No... their feathers never tangle.


----------



## ArkansasGold (Dec 7, 2017)

You can stick your comb in your armband too. Just get like 4 rubber bands to hold it up.


----------



## FinnTheFloof (Jun 27, 2021)

ArkansasGold said:


> You can stick your comb in your armband too. Just get like 4 rubber bands to hold it up.


I tried that and maybe you’re supposed to do it under the armband?? Because I put it under the rubber bands and it was so incredibly tangley that I didn’t even take it into the ring- I couldn’t get it in and out without struggling with it for 5 minutes.


----------



## Prism Goldens (May 27, 2011)

Like so many others (above posts) I have only a CC pin brush that I have had for many years. It's triangular, use it for feet tops. I do have another brush, super nice engraved one that was a gift- but I don't use it. I use a comb. I stepped on my comb not long ago at the side of a 4" concrete rise and bent it so have been in the market for a new one. The old one was a CC one, to my recollection back when it cost like $20... I shopped them at the last dog show and saw none under $40- which was explained to me by one vendor as having risen over 100% wholesale this last year- why who knows.. but I did bite the bullet and bought a new one- admittedly the least expensive one @ that show, but even that was $34.... rationalized that by my 'have to have a good comb' mindset. I have others, larger, smaller, but I like a 7" comb w two size teeth spread.
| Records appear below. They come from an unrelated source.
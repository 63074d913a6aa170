//! Connection state machine for the signaling link.
//!
//! Pure bookkeeping: the driver asks it what to do next and does the
//! waiting itself, so backoff behaviour is testable without timers.
//!
//! ```text
//! Disconnected --start/retry--> Connecting --connected--> Connected
//!      ^                            |                         |
//!      +-------- failure -----------+------- failure ---------+
//! any state --close--> Closed (no automatic reconnect)
//! ```

use std::time::Duration;

#[derive(Debug, Clone, Copy, PartialEq, Eq)]
pub enum LinkState {
    Disconnected,
    Connecting,
    Connected,
    /// Explicitly disconnected; stays here until `start`
    Closed,
}

#[derive(Debug, Clone)]
pub struct ReconnectPolicy {
    pub base_delay: Duration,
    pub max_delay: Duration,
    pub max_attempts: u32,
}

impl Default for ReconnectPolicy {
    fn default() -> Self {
        Self {
            base_delay: Duration::from_secs(1),
            max_delay: Duration::from_secs(30),
            max_attempts: 10,
        }
    }
}

impl ReconnectPolicy {
    /// Delay before reconnect attempt `attempt` (1-based): the base delay
    /// doubled per earlier attempt, capped at the maximum.
    pub fn delay(&self, attempt: u32) -> Duration {
        let exp = attempt.saturating_sub(1).min(31);
        self.base_delay
            .saturating_mul(1u32 << exp)
            .min(self.max_delay)
    }
}

#[derive(Debug)]
pub struct ReconnectMachine {
    policy: ReconnectPolicy,
    state: LinkState,
    attempts: u32,
    /// Retry budget spent; only `start` reconnects
    exhausted: bool,
}

impl ReconnectMachine {
    pub fn new(policy: ReconnectPolicy) -> Self {
        Self {
            policy,
            state: LinkState::Disconnected,
            attempts: 0,
            exhausted: false,
        }
    }

    pub fn state(&self) -> LinkState {
        self.state
    }

    pub fn attempts(&self) -> u32 {
        self.attempts
    }

    /// Explicit (re)connect request. Clears the retry counter.
    pub fn start(&mut self) {
        self.attempts = 0;
        self.exhausted = false;
        self.state = LinkState::Connecting;
    }

    pub fn on_connected(&mut self) {
        self.attempts = 0;
        self.exhausted = false;
        self.state = LinkState::Connected;
    }

    /// A connect attempt failed or an established link dropped.
    ///
    /// Returns the delay before the next attempt, or `None` when no retry
    /// should happen (closed, or attempts exhausted).
    pub fn on_failure(&mut self) -> Option<Duration> {
        if self.state == LinkState::Closed {
            return None;
        }
        self.state = LinkState::Disconnected;
        if self.attempts >= self.policy.max_attempts {
            self.exhausted = true;
            return None;
        }
        self.attempts += 1;
        Some(self.policy.delay(self.attempts))
    }

    /// Backoff elapsed; move on to the next attempt.
    pub fn retry(&mut self) {
        if self.state == LinkState::Disconnected && !self.exhausted {
            self.state = LinkState::Connecting;
        }
    }

    pub fn close(&mut self) {
        self.state = LinkState::Closed;
    }
}
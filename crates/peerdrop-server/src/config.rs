//! Server configuration loaded from environment variables.
//!
//! All settings have sensible defaults so the server can start with zero
//! configuration on a local network.

use std::net::SocketAddr;
use std::str::FromStr;
use std::time::Duration;

use peerdrop_shared::constants::{DEFAULT_HTTP_PORT, MAX_MESSAGE_SIZE, SEND_QUEUE_CAPACITY};

/// Server configuration.
#[derive(Debug, Clone)]
pub struct ServerConfig {
    /// Socket address for the HTTP / WebSocket server.
    /// Env: `HTTP_ADDR`, with `PORT` overriding just the port
    /// Default: `0.0.0.0:8080`
    pub http_addr: SocketAddr,

    /// Outbound messages a session may queue before new ones are dropped.
    /// Env: `SEND_QUEUE_CAPACITY`
    /// Default: `256`
    pub send_queue_capacity: usize,

    /// Interval between keepalive pings.
    /// Env: `PING_INTERVAL_SECS`
    /// Default: 54s
    pub ping_interval: Duration,

    /// Read-silence deadline after which a session is presumed dead.
    /// Env: `PONG_WAIT_SECS`
    /// Default: 60s
    pub pong_wait: Duration,

    /// Time allowed for a single socket write.
    /// Env: `WRITE_WAIT_SECS`
    /// Default: 10s
    pub write_wait: Duration,

    /// Largest inbound WebSocket message accepted.
    /// Env: `MAX_MESSAGE_SIZE`
    /// Default: 10 MiB
    pub max_message_size: usize,

    /// Interval of the empty-room sweep.
    /// Env: `ROOM_SWEEP_INTERVAL_SECS`
    /// Default: 60s
    pub room_sweep_interval: Duration,

    /// Take the client address from the first `X-Forwarded-For` entry when
    /// present (the server usually sits behind a reverse proxy).
    /// Env: `TRUST_FORWARDED_FOR` (true/false)
    /// Default: `true`
    pub trust_forwarded_for: bool,
}

impl Default for ServerConfig {
    fn default() -> Self {
        let pong_wait = Duration::from_secs(60);
        Self {
            http_addr: ([0, 0, 0, 0], DEFAULT_HTTP_PORT).into(),
            send_queue_capacity: SEND_QUEUE_CAPACITY,
            ping_interval: pong_wait * 9 / 10,
            pong_wait,
            write_wait: Duration::from_secs(10),
            max_message_size: MAX_MESSAGE_SIZE,
            room_sweep_interval: Duration::from_secs(60),
            trust_forwarded_for: true,
        }
    }
}

impl ServerConfig {
    /// Load configuration from environment variables, falling back to defaults.
    pub fn from_env() -> Self {
        let mut config = Self::default();

        if let Some(addr) = parse_var::<SocketAddr>("HTTP_ADDR") {
            config.http_addr = addr;
        }
        if let Some(port) = parse_var::<u16>("PORT") {
            config.http_addr.set_port(port);
        }
        if let Some(n) = parse_var::<usize>("SEND_QUEUE_CAPACITY") {
            config.send_queue_capacity = n.max(1);
        }
        if let Some(secs) = parse_var::<u64>("PING_INTERVAL_SECS") {
            config.ping_interval = Duration::from_secs(secs.max(1));
        }
        if let Some(secs) = parse_var::<u64>("PONG_WAIT_SECS") {
            config.pong_wait = Duration::from_secs(secs.max(1));
        }
        if let Some(secs) = parse_var::<u64>("WRITE_WAIT_SECS") {
            config.write_wait = Duration::from_secs(secs.max(1));
        }
        if let Some(n) = parse_var::<usize>("MAX_MESSAGE_SIZE") {
            config.max_message_size = n;
        }
        if let Some(secs) = parse_var::<u64>("ROOM_SWEEP_INTERVAL_SECS") {
            config.room_sweep_interval = Duration::from_secs(secs.max(1));
        }
        if let Ok(val) = std::env::var("TRUST_FORWARDED_FOR") {
            config.trust_forwarded_for = val != "false" && val != "0";
        }

        if config.ping_interval >= config.pong_wait {
            tracing::warn!(
                ping = ?config.ping_interval,
                pong_wait = ?config.pong_wait,
                "Ping interval must be shorter than the pong wait, using 9/10 of it"
            );
            config.ping_interval = config.pong_wait * 9 / 10;
        }

        // RUST_LOG is handled directly by tracing-subscriber's EnvFilter.

        config
    }
}

/// Read and parse an env var. Invalid values are logged and ignored.
fn parse_var<T: FromStr>(name: &str) -> Option<T> {
    let raw = std::env::var(name).ok()?;
    match raw.trim().parse::<T>() {
        Ok(v) => Some(v),
        Err(_) => {
            tracing::warn!(var = name, value = %raw, "Invalid value, using default");
            None
        }
    }
}
//! Binary frames carried over a direct data channel.
//!
//! | Frame    | Byte 0 | Following bytes                                    |
//! |----------|--------|----------------------------------------------------|
//! | metadata | 1      | u32 BE length, then that many bytes of JSON        |
//! | chunk    | 2      | u16 BE file index, u32 BE chunk index, raw bytes   |
//! | complete | 3      | u8 id length, then the UTF-8 transfer id           |

use bytes::{Buf, BufMut, Bytes, BytesMut};
use serde::{Deserialize, Serialize};

use crate::error::FrameError;

pub const TAG_METADATA: u8 = 1;
pub const TAG_CHUNK: u8 = 2;
pub const TAG_COMPLETE: u8 = 3;

/// Per-file header sent before a file's chunks.
#[derive(Debug, Clone, PartialEq, Eq, Serialize, Deserialize)]
#[serde(rename_all = "camelCase")]
pub struct FileMetadata {
    pub file_index: u16,
    pub name: String,
    pub size: u64,
    #[serde(rename = "type", default)]
    pub mime: String,
    pub total_chunks: u32,
}

#[derive(Debug, Clone, PartialEq, Eq)]
pub enum Frame {
    Metadata(FileMetadata),
    Chunk {
        file_index: u16,
        chunk_index: u32,
        data: Bytes,
    },
    Complete {
        transfer_id: String,
    },
}

impl Frame {
    pub fn encode(&self) -> Result<Bytes, FrameError> {
        match self {
            Frame::Metadata(meta) => {
                let json =
                    serde_json::to_vec(meta).map_err(|e| FrameError::Metadata(e.to_string()))?;
                let len = u32::try_from(json.len())
                    .map_err(|_| FrameError::Metadata("metadata too large".into()))?;
                let mut buf = BytesMut::with_capacity(5 + json.len());
                buf.put_u8(TAG_METADATA);
                buf.put_u32(len);
                buf.put_slice(&json);
                Ok(buf.freeze())
            }
            Frame::Chunk {
                file_index,
                chunk_index,
                data,
            } => {
                let mut buf = BytesMut::with_capacity(7 + data.len());
                buf.put_u8(TAG_CHUNK);
                buf.put_u16(*file_index);
                buf.put_u32(*chunk_index);
                buf.put_slice(data);
                Ok(buf.freeze())
            }
            Frame::Complete { transfer_id } => {
                let id = transfer_id.as_bytes();
                let len = u8::try_from(id.len()).map_err(|_| FrameError::IdTooLong(id.len()))?;
                let mut buf = BytesMut::with_capacity(2 + id.len());
                buf.put_u8(TAG_COMPLETE);
                buf.put_u8(len);
                buf.put_slice(id);
                Ok(buf.freeze())
            }
        }
    }

    /// Decode one frame. Chunk data is a zero-copy slice of `raw`.
    pub fn decode(raw: Bytes) -> Result<Self, FrameError> {
        let mut buf = raw;
        if !buf.has_remaining() {
            return Err(FrameError::Empty);
        }

        match buf.get_u8() {
            TAG_METADATA => {
                need(&buf, 4)?;
                let len = buf.get_u32() as usize;
                need(&buf, len)?;
                let meta: FileMetadata = serde_json::from_slice(&buf[..len])
                    .map_err(|e| FrameError::Metadata(e.to_string()))?;
                Ok(Frame::Metadata(meta))
            }
            TAG_CHUNK => {
                need(&buf, 6)?;
                let file_index = buf.get_u16();
                let chunk_index = buf.get_u32();
                Ok(Frame::Chunk {
                    file_index,
                    chunk_index,
                    data: buf,
                })
            }
            TAG_COMPLETE => {
                need(&buf, 1)?;
                let len = buf.get_u8() as usize;
                need(&buf, len)?;
                let transfer_id = std::str::from_utf8(&buf[..len])
                    .map_err(|_| FrameError::InvalidUtf8)?
                    .to_string();
                Ok(Frame::Complete { transfer_id })
            }
            other => Err(FrameError::UnknownTag(other)),
        }
    }

    /// Build a chunk frame, checking the file index fits the wire field.
    pub fn chunk(file_index: usize, chunk_index: u32, data: Bytes) -> Result<Self, FrameError> {
        let file_index =
            u16::try_from(file_index).map_err(|_| FrameError::FileIndexOutOfRange(file_index))?;
        Ok(Frame::Chunk {
            file_index,
            chunk_index,
            data,
        })
    }
}

fn need(buf: &Bytes, needed: usize) -> Result<(), FrameError> {
    if buf.remaining() < needed {
        return Err(FrameError::Truncated {
            needed,
            available: buf.remaining(),
        });
    }
    Ok(())
}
It's the one that fits my hand best. 
I do have a plastic one that came in a 3 pack from dollar tree (so .33 investment to get me by when I bent my good one) that astoundedly works pretty darn good! It's just a tad longer teeth than I like or I would probably stick to purple plastic and start a trend lol..


----------



## ArkansasGold (Dec 7, 2017)

Do it like this:


----------



## diane0905 (Aug 20, 2010)

I have Kenchi thinning shears and straight shears, Geib Gator curved shears, Conair blunt tipped scissors, an undercoat rake, a slicker brush, and a comb that looks like the one above. What I lack is talent.  I'm glad I read this thread because I'm busy Christmas decorating and remembered I need to trim Logan's paws and ears today.


----------



## ArkansasGold (Dec 7, 2017)

People that have been doing the show thing longer than me accumulate shears, but I only use three pairs: 5” straight shears, 7” straight shears, and thinning shears. I don’t use chunky blenders and tbh I’m not even sure what they’re for. 😅 I do know a lot of people that use curved shears for feet. I just haven’t felt like spending another $150+ on a pair of shears.


----------



## diane0905 (Aug 20, 2010)

ArkansasGold said:


> People that have been doing the show thing longer than me accumulate shears, but I only use three pairs: 5” straight shears, 7” straight shears, and thinning shears. I don’t use chunky blenders and tbh I’m not even sure what they’re for. 😅 I do know a lot of people that use curved shears for feet. I just haven’t felt like spending another $150+ on a pair of shears.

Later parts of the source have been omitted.